I have just built an example version of your code and managed to successfully Post to the Queue method and hit a break point by using Fiddler and Curl. I have elaborated on your example a little and showed how the RPC actions could be mixed with normal REST methods.
The example code is located on GitHub here.
Basically the issue is not specifically to do with the WebApi element (routes, config etc, although you should probably remove the Optional id and add the HttpPost attribute to the queue method) instead as your inital question suggested it is how you are calling the server and this should probably be another question.
It is unclear whether you have two projects and how the MS Test code is hosted etc?... but there is a good example of a WebApi integration test here that you can follow and when debugging the API using tools like Fiddler can quickly help eliminate and debug the routing config issues.
Working console program:
static void Main(string[] args)
{
// Set up server configuration
HttpSelfHostConfiguration config = new HttpSelfHostConfiguration("http://localhost:8080");
//Route Catches the GET PUT DELETE typical REST based interactions (add more if needed)

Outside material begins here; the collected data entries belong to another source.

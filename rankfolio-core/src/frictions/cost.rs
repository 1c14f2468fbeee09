//! Flat percentage transaction costs, asymmetric by side.
//!
//! Cost is charged on the changed portion of a position only — holding a
//! name across a rebalance costs nothing.

use serde::{Deserialize, Serialize};

#[derive(Debug, Clone, Copy, PartialEq, Serialize, Deserialize)]
pub struct TransactionCostModel {
    /// Fractional cost on bought notional (e.g. 0.00083 = 8.3 bps).
    pub buy_rate: f64,
    /// Fractional cost on sold notional. Sells typically cost more
    /// (stamp duties, exit taxes), hence the asymmetry.
    pub sell_rate: f64,
}

impl Default for TransactionCostModel {
    fn default() -> Self {
        Self {
            buy_rate: 0.00083,
            sell_rate: 0.00183,
        }
    }
}

impl TransactionCostModel {
    pub fn frictionless() -> Self {
        Self {
            buy_rate: 0.0,
            sell_rate: 0.0,
        }
    }

    /// Cost of one signed trade. `delta_notional` > 0 buys, < 0 sells.
    pub fn cost_for(&self, delta_notional: f64) -> f64 {
        if delta_notional > 0.0 {
            delta_notional * self.buy_rate
        } else {
            -delta_notional * self.sell_rate
        }
    }
}
//! Rankfolio Runner — backtest orchestration around `rankfolio-core`.
//!
//! This crate builds on the core engine to provide:
//! - TOML run specifications covering every engine knob
//! - Strict CSV panel loading with typed rejection errors
//! - A single-run entry point with optional stress-suite execution
//! - Artifact export (JSON report, equity/rebalance CSVs, checksum)

pub mod config;
pub mod data_loader;
pub mod export;
pub mod runner;

pub use config::{RunSpec, SpecError, StressSettings};
pub use data_loader::{load_panel, panel_from_csv_str, LoadError};
pub use export::{
    export_equity_csv, export_json, export_rebalances_csv, import_json, load_artifacts,
    save_artifacts,
};
pub use runner::{run_from_files, run_from_panel, BacktestReport, RunError, SCHEMA_VERSION};
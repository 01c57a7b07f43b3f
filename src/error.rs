//! Error types for token-sessions
//!
//! All recoverable failures surface as `TokenResult<T>`. Broken invariants
//! never do: they go through [`fatal`], which aborts the current thread.

use std::path::PathBuf;
use thiserror::Error;

/// Result type alias for token-sessions operations
pub type TokenResult<T> = Result<T, TokenError>;

/// PKCS#11 return codes surfaced by this crate
pub mod rv {
    pub const CKR_OK: u64 = 0x0000_0000;
    pub const CKR_HOST_MEMORY: u64 = 0x0000_0002;
    pub const CKR_GENERAL_ERROR: u64 = 0x0000_0005;
    pub const CKR_SESSION_COUNT: u64 = 0x0000_00B1;
    pub const CKR_SESSION_HANDLE_INVALID: u64 = 0x0000_00B3;
    pub const CKR_SESSION_PARALLEL_NOT_SUPPORTED: u64 = 0x0000_00B4;
    pub const CKR_SESSION_READ_ONLY_EXISTS: u64 = 0x0000_00B7;
    pub const CKR_SESSION_READ_WRITE_SO_EXISTS: u64 = 0x0000_00B8;
    pub const CKR_USER_ALREADY_LOGGED_IN: u64 = 0x0000_0100;
    pub const CKR_USER_NOT_LOGGED_IN: u64 = 0x0000_0101;
    pub const CKR_USER_ANOTHER_ALREADY_LOGGED_IN: u64 = 0x0000_0104;
}

/// All errors that can occur in token-sessions
#[derive(Error, Debug)]
pub enum TokenError {
    // Token errors
    #[error("Out of host memory while allocating {0}")]
    HostMemory(&'static str),

    #[error("Invalid session handle: {0}")]
    SessionHandleInvalid(u64),

    #[error("Session handles exhausted: {capacity} handles already issued")]
    SessionCount { capacity: usize },

    #[error("Parallel sessions are not supported, CKF_SERIAL_SESSION must be set")]
    SessionParallelNotSupported,

    #[error("A read-only session exists, security officer cannot log in")]
    SessionReadOnlyExists,

    #[error("Security officer is logged in, read-only sessions cannot be opened")]
    SessionReadWriteSoExists,

    #[error("User is already logged in")]
    UserAlreadyLoggedIn,

    #[error("Another user is already logged in")]
    UserAnotherAlreadyLoggedIn,

    #[error("No user is logged in")]
    UserNotLoggedIn,

    // Configuration errors
    #[error("Invalid configuration at {path}: {reason}")]
    ConfigInvalid { path: PathBuf, reason: String },

    #[error("Failed to create config directory {path}: {source}")]
    ConfigDirCreate {
        path: PathBuf,
        #[source]
        source: std::io::Error,
    },

    #[error("Invalid scenario {path}: {reason}")]
    ScenarioInvalid { path: PathBuf, reason: String },

    // IO errors
    #[error("IO error: {context}")]
    Io {
        context: String,
        #[source]
        source: std::io::Error,
    },

    // Serialization errors
    #[error("JSON error: {0}")]
    Json(#[from] serde_json::Error),

    #[error("TOML serialize error: {0}")]
    TomlSerialize(#[from] toml::ser::Error),

    // General errors
    #[error("Internal error: {0}")]
    Internal(String),
}

impl TokenError {
    /// Create an IO error with context
    pub fn io(context: impl Into<String>, source: std::io::Error) -> Self {
        Self::Io {
            context: context.into(),
            source,
        }
    }

    /// PKCS#11 return code for this error
    pub fn ck_rv(&self) -> u64 {
        match self {
            Self::HostMemory(_) => rv::CKR_HOST_MEMORY,
            Self::SessionHandleInvalid(_) => rv::CKR_SESSION_HANDLE_INVALID,
            Self::SessionCount { .. } => rv::CKR_SESSION_COUNT,
            Self::SessionParallelNotSupported => rv::CKR_SESSION_PARALLEL_NOT_SUPPORTED,
            Self::SessionReadOnlyExists => rv::CKR_SESSION_READ_ONLY_EXISTS,
            Self::SessionReadWriteSoExists => rv::CKR_SESSION_READ_WRITE_SO_EXISTS,
            Self::UserAlreadyLoggedIn => rv::CKR_USER_ALREADY_LOGGED_IN,
            Self::UserAnotherAlreadyLoggedIn => rv::CKR_USER_ANOTHER_ALREADY_LOGGED_IN,
            Self::UserNotLoggedIn => rv::CKR_USER_NOT_LOGGED_IN,
            _ => rv::CKR_GENERAL_ERROR,
        }
    }

    /// Get actionable hint for the error
    pub fn hint(&self) -> Option<&'static str> {
        match self {
            Self::SessionCount { .. } => {
                Some("Handles are never reused; reopen the token or raise token.max_sessions")
            }
            Self::SessionParallelNotSupported => Some("Open the session with the serial flag set"),
            Self::SessionReadOnlyExists => Some("Close all read-only sessions before SO login"),
            Self::UserNotLoggedIn => Some("Log in on any open session first"),
            Self::ConfigInvalid { .. } => Some("Run: token-sessions config init --force"),
            _ => None,
        }
    }
}

/// Abort on corrupted shared state.
///
/// Continuing after a broken invariant risks a double release or two
/// concurrent logins, so this never returns.
#[track_caller]
pub fn fatal(msg: &str) -> ! {
    tracing::error!("fatal session table failure: {}", msg);
    panic!("fatal session table failure: {msg}");
}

config.Routes.MapHttpRoute("API Default", "api/{controller}/{id}",
new { id = RouteParameter.Optional },
new { httpMethod = new HttpMethodConstraint(HttpMethod.Get, HttpMethod.Put, HttpMethod.Delete) });
//This allows POSTs to the RPC Style methods http://api/controller/action
config.Routes.MapHttpRoute("API RPC Style", "api/{controller}/{action}",
new { httpMethod = new HttpMethodConstraint(HttpMethod.Post) });
//Finally this allows POST to typeical REST post address http://api/controller/
config.Routes.MapHttpRoute("API Default 2", "api/{controller}/{action}",
new { action = "Post" },
new { httpMethod = new HttpMethodConstraint(HttpMethod.Post) });
using (HttpSelfHostServer server = new HttpSelfHostServer(config))
{
server.OpenAsync().Wait();
Console.WriteLine("Press Enter to quit.");
Console.ReadLine();
}
}
Working Controller
public class TaskInstanceQueueController : ApiController
{
public void Get(string id)
{
// Do something with my taskInstance
Console.WriteLine("Method entered!" + id);
}
[ActionName("Post")]
[HttpPost]
public void Post(TaskInstance taskInstance)
{
// Do something with my taskInstance
Console.WriteLine("REST Post Method entered!");
}
[ActionName("Queue")]
[HttpPost]
public void Queue(TaskInstance taskInstance)
{
// Do something with my taskInstance
Console.WriteLine("Queue Method entered!");
}
[ActionName("Another")]
[HttpPost]
public void Another(TaskInstance taskInstance)
{
Console.WriteLine("Another Method entered!");
}
}
You have ambiguous routes.
config.Routes.MapHttpRoute("API Default", "api/{controller}/{id}", new {id = RouteParameter.Optional});
config.Routes.MapHttpRoute("API RPC Style", "api/{controller}/{action}", new { id = RouteParameter.Optional });
When the request comes in for /api/TaskInstanceQueue/Queue, it matches the first route, and so the route data contains { controller = "TaskInstanceQueue", id = "Queue" }. The system then tries to discover the Post method, and cannot do so, because you have no Post (or PostXxx) method, so your HTTP call is failing.
You have a couple choices. One is you can put an explicit route (first) for this one controller:
config.Routes.MapHttpRoute("API RPC Style", "api/TaskInstanceQueue/{action}", new { controller = "TaskInstanceQueue" });
config.Routes.MapHttpRoute("API Default", "api/{controller}/{id}", new {id = RouteParameter.Optional});
The other is, if you know your IDs will always be numbers only, you can add a constraint to the ID-based route, which will cause it to not match "Queue" as an ID, and therefore fall down into the correct action-based route.